GSA-TTS / FAC

GSA's Federal Audit Clearinghouse
Other
18 stars 5 forks source link

Develop strategies for data loading #3447

Open jadudm opened 4 months ago

jadudm commented 4 months ago

Story

We need to be able to repeatably load data into all of our environments. For example:

  1. We need to be able to load historic (public) data into our dev and lower environments for performance testing. This is hundreds of megabytes of SQL.
  2. Our API is specified as SQL. It wants to be torn down before migrations and stood back up after migrations. We currently do this as a Django command that executes the SQL. It could also just be psql calls.
  3. We have static data that we need for computation or meeting other regulatory needs.

Unfortunately, it is unclear how we should do this:

  1. In a documented, controlled manner
  2. Reliably
  3. Repeatably
  4. With a way to observe the process/results
  5. With a way to test the process/results

Background

https://github.com/GSA-TTS/FAC/issues/3262

is an exploration of some of this.

Should this be...

  1. A GH repo we pull and execute code from?
  2. Multiple repos?
  3. Something else?

We need a solution that works well in all of our environments---whether this is a container, repo, or something else, it needs to work up and down the stack, and needs to be easily extended to future data loading needs.

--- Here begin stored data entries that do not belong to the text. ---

//! Validation utilities for the Distribution Management Platform

use rust_decimal::Decimal;

// ============================================================================
// Order & Pricing Validations
// ============================================================================

/// Validate an order item quantity.
pub fn validate_quantity(quantity: i64) -> Result<(), &'static str> {
    if quantity <= 0 {
        return Err("Quantity must be positive");
    }
    Ok(())
}

/// Validate a monetary amount that must not be negative.
pub fn validate_non_negative_amount(amount: Decimal) -> Result<(), &'static str> {
    if amount < Decimal::ZERO {
        return Err("Amount cannot be negative");
    }
    Ok(())
}

/// Validate a commission percentage (0..=100).
pub fn validate_commission_percentage(value: Decimal) -> Result<(), &'static str> {
    if value < Decimal::ZERO || value > Decimal::from(100) {
        return Err("Commission percentage must be between 0 and 100");
    }
    Ok(())
}

/// Validate SKU weight, required positive when per-kg cost resolution is used.
pub fn validate_weight_grams(weight: Decimal) -> Result<(), &'static str> {
    if weight <= Decimal::ZERO {
        return Err("Weight must be positive");
    }
    Ok(())
}

// ============================================================================
// General Validations
// ============================================================================

/// Validate email format (basic check)
pub fn validate_email(email: &str) -> Result<(), &'static str> {
    if email.contains('@') && email.contains('.') && email.len() >= 5 {
        Ok(())
    } else {
        Err("Invalid email format")
    }
}

/// Validate password strength
pub fn validate_password(password: &str) -> Result<(), &'static str> {
    if password.len() < 8 {
        return Err("Password must be at least 8 characters");
    }
    Ok(())
}

/// Validate a non-empty trimmed name
pub fn validate_name(name: &str) -> Result<(), &'static str> {
    if name.trim().is_empty() {
        return Err("Name is required");
    }
    Ok(())
}

#[cfg(test)]
mod tests {
    use super::*;
    use std::str::FromStr;

    #[test]
    fn quantity_must_be_positive() {
        assert!(validate_quantity(1).is_ok());
        assert!(validate_quantity(0).is_err());
        assert!(validate_quantity(-3).is_err());
    }

    #[test]
    fn commission_percentage_bounds() {
        assert!(validate_commission_percentage(Decimal::ZERO).is_ok());
        assert!(validate_commission_percentage(Decimal::from(100)).is_ok());
        assert!(validate_commission_percentage(Decimal::from_str("100.01").unwrap()).is_err());
        assert!(validate_commission_percentage(Decimal::from(-1)).is_err());
    }

    #[test]
    fn email_basic_check() {
        assert!(validate_email("a@b.co").is_ok());
        assert!(validate_email("nope").is_err());
    }
}
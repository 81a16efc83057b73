//! Error handling for the Distribution Management Platform
//!
//! Every failure surfaces to the request boundary as a typed error with a
//! consistent `{code, message, field?}` JSON body.

use axum::{
    http::StatusCode,
    response::{IntoResponse, Response},
    Json,
};
use serde::Serialize;
use thiserror::Error;

/// Application error types
#[derive(Error, Debug)]
pub enum AppError {
    // Authentication errors
    #[error("Invalid credentials")]
    InvalidCredentials,

    #[error("Insufficient permissions")]
    InsufficientPermissions,

    #[error("Unauthorized: {0}")]
    Unauthorized(String),

    /// Identity resolved but the role-specific profile row is missing.
    #[error("{0} profile not found")]
    ProfileNotFound(&'static str),

    // Validation errors
    #[error("Validation error: {message}")]
    Validation { field: String, message: String },

    #[error("Duplicate entry: {0}")]
    DuplicateEntry(String),

    #[error("Resource not found: {0}")]
    NotFound(String),

    /// Second step of a multi-step write failed after the first step had
    /// already committed. The compensation outcome is logged by the caller.
    #[error("Dependent write failed: {0}")]
    DependentWriteFailure(String),

    // Database errors
    #[error("Database error: {0}")]
    Database(#[from] sqlx::Error),

    // Internal errors
    #[error("Internal server error: {0}")]
    Internal(String),

    #[error("Internal server error")]
    InternalError(#[from] anyhow::Error),
}

impl AppError {
    pub fn validation(field: &str, message: &str) -> Self {
        AppError::Validation {
            field: field.to_string(),
            message: message.to_string(),
        }
    }
}

/// Error response structure
#[derive(Serialize)]
pub struct ErrorResponse {
    pub error: ErrorDetail,
}

#[derive(Serialize)]
pub struct ErrorDetail {
    pub code: String,
    pub message: String,
    #[serde(skip_serializing_if = "Option::is_none")]
    pub field: Option<String>,
}

impl ErrorDetail {
    fn new(code: &str, message: String) -> Self {
        Self {
            code: code.to_string(),
            message,
            field: None,
        }
    }
}

impl IntoResponse for AppError {
    fn into_response(self) -> Response {
        let (status, error_detail) = match &self {
            AppError::InvalidCredentials => (
                StatusCode::UNAUTHORIZED,
                ErrorDetail::new("INVALID_CREDENTIALS", "Invalid email or password".to_string()),
            ),
            AppError::InsufficientPermissions => (
                StatusCode::FORBIDDEN,
                ErrorDetail::new(
                    "INSUFFICIENT_PERMISSIONS",
                    "You do not have permission to perform this action".to_string(),
                ),
            ),
            AppError::Unauthorized(msg) => (
                StatusCode::UNAUTHORIZED,
                ErrorDetail::new("UNAUTHORIZED", msg.clone()),
            ),
            AppError::ProfileNotFound(kind) => (
                StatusCode::NOT_FOUND,
                ErrorDetail::new("PROFILE_NOT_FOUND", format!("{} profile not found", kind)),
            ),
            AppError::Validation { field, message } => (
                StatusCode::BAD_REQUEST,
                ErrorDetail {
                    code: "VALIDATION_ERROR".to_string(),
                    message: message.clone(),
                    field: Some(field.clone()),
                },
            ),
            AppError::DuplicateEntry(field) => (
                StatusCode::CONFLICT,
                ErrorDetail {
                    code: "DUPLICATE_ENTRY".to_string(),
                    message: format!("A record with this {} already exists", field),
                    field: Some(field.clone()),
                },
            ),
            AppError::NotFound(resource) => (
                StatusCode::NOT_FOUND,
                ErrorDetail::new("NOT_FOUND", format!("{} not found", resource)),
            ),
            AppError::DependentWriteFailure(msg) => (
                StatusCode::INTERNAL_SERVER_ERROR,
                ErrorDetail::new("DEPENDENT_WRITE_FAILURE", msg.clone()),
            ),
            AppError::Database(_) => (
                StatusCode::INTERNAL_SERVER_ERROR,
                ErrorDetail::new("DATABASE_ERROR", "A database error occurred".to_string()),
            ),
            AppError::Internal(msg) => (
                StatusCode::INTERNAL_SERVER_ERROR,
                ErrorDetail::new("INTERNAL_ERROR", msg.clone()),
            ),
            AppError::InternalError(_) => (
                StatusCode::INTERNAL_SERVER_ERROR,
                ErrorDetail::new(
                    "INTERNAL_ERROR",
                    "An internal server error occurred".to_string(),
                ),
            ),
        };

        tracing::error!("Error: {:?}", self);

        (status, Json(ErrorResponse { error: error_detail })).into_response()
    }
}

/// Result type alias for handlers
pub type AppResult<T> = Result<T, AppError>;
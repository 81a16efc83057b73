//! HTTP handlers for supermarkets and their pricing rules

use axum::{
    extract::{Path, State},
    http::StatusCode,
    Json,
};
use serde::Deserialize;
use uuid::Uuid;

use crate::error::{AppError, AppResult};
use crate::handlers::{ownership, resolve_distributor};
use crate::middleware::CurrentUser;
use crate::services::pricing::{PricingRule, PricingService, UpsertPricingInput};
use crate::services::supermarkets::{Supermarket, SupermarketInput, SupermarketService};
use crate::services::DistributorService;
use crate::AppState;
use shared::models::Role;

#[derive(Debug, Deserialize)]
pub struct CreateSupermarketRequest {
    /// Admins must name the owning distributor; distributors own implicitly
    pub distributor_id: Option<Uuid>,
    #[serde(flatten)]
    pub supermarket: SupermarketInput,
}

/// Create a supermarket
pub async fn create_supermarket(
    State(state): State<AppState>,
    current_user: CurrentUser,
    Json(body): Json<CreateSupermarketRequest>,
) -> AppResult<(StatusCode, Json<Supermarket>)> {
    let distributor_id = resolve_distributor(&state, &current_user, body.distributor_id).await?;
    let service = SupermarketService::new(state.db);
    let supermarket = service.create(distributor_id, body.supermarket).await?;
    Ok((StatusCode::CREATED, Json(supermarket)))
}

/// List supermarkets: admins see all, distributors see their own
pub async fn list_supermarkets(
    State(state): State<AppState>,
    current_user: CurrentUser,
) -> AppResult<Json<Vec<Supermarket>>> {
    let service = SupermarketService::new(state.db.clone());
    let supermarkets = match current_user.0.role {
        Role::Admin => service.list_all().await?,
        Role::Distributor => {
            let distributors = DistributorService::new(state.db.clone());
            let own = distributors.get_by_user(current_user.0.user_id).await?;
            service.list_for_distributor(own.id).await?
        }
        Role::Referrer => return Err(AppError::InsufficientPermissions),
    };
    Ok(Json(supermarkets))
}

/// Update a supermarket
pub async fn update_supermarket(
    State(state): State<AppState>,
    current_user: CurrentUser,
    Path(supermarket_id): Path<Uuid>,
    Json(input): Json<SupermarketInput>,
) -> AppResult<Json<Supermarket>> {
    let owner = ownership(&state, &current_user).await?;
    let service = SupermarketService::new(state.db);
    let supermarket = service.update(supermarket_id, owner, input).await?;
    Ok(Json(supermarket))
}

/// Delete a supermarket
pub async fn delete_supermarket(
    State(state): State<AppState>,
    current_user: CurrentUser,
    Path(supermarket_id): Path<Uuid>,
) -> AppResult<StatusCode> {
    let owner = ownership(&state, &current_user).await?;
    let service = SupermarketService::new(state.db);
    service.delete(supermarket_id, owner).await?;
    Ok(StatusCode::NO_CONTENT)
}

/// Upsert the pricing rules for a supermarket
pub async fn upsert_pricing(
    State(state): State<AppState>,
    current_user: CurrentUser,
    Path(supermarket_id): Path<Uuid>,
    Json(input): Json<UpsertPricingInput>,
) -> AppResult<Json<Vec<PricingRule>>> {
    let owner = ownership(&state, &current_user).await?;
    let supermarkets = SupermarketService::new(state.db.clone());
    let supermarket = supermarkets.get(supermarket_id).await?;
    if let Some(distributor_id) = owner {
        if supermarket.distributor_id != distributor_id {
            return Err(AppError::InsufficientPermissions);
        }
    }

    let service = PricingService::new(state.db);
    let rules = service.upsert(supermarket_id, input).await?;
    Ok(Json(rules))
}

/// List the pricing rules for a supermarket
pub async fn list_pricing(
    State(state): State<AppState>,
    current_user: CurrentUser,
    Path(supermarket_id): Path<Uuid>,
) -> AppResult<Json<Vec<PricingRule>>> {
    let owner = ownership(&state, &current_user).await?;
    let supermarkets = SupermarketService::new(state.db.clone());
    let supermarket = supermarkets.get(supermarket_id).await?;
    if let Some(distributor_id) = owner {
        if supermarket.distributor_id != distributor_id {
            return Err(AppError::InsufficientPermissions);
        }
    }

    let service = PricingService::new(state.db);
    let rules = service.list_for_supermarket(supermarket_id).await?;
    Ok(Json(rules))
}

gsa-suk commented 3 months ago

Dissemination public prod data with 100 fake non-public data is now available in https://drive.google.com/drive/folders/1gUsqD31Pkd17CruE4PWwwPKJVUssYNnI?usp=drive_link.

gsa-suk commented 3 months ago

A potential procedure for automatic data loading - https://docs.google.com/document/d/1KlLpbVZr4JY3MdnxqNMuKjet4oTzCvzzMpY51n6RIBY/edit.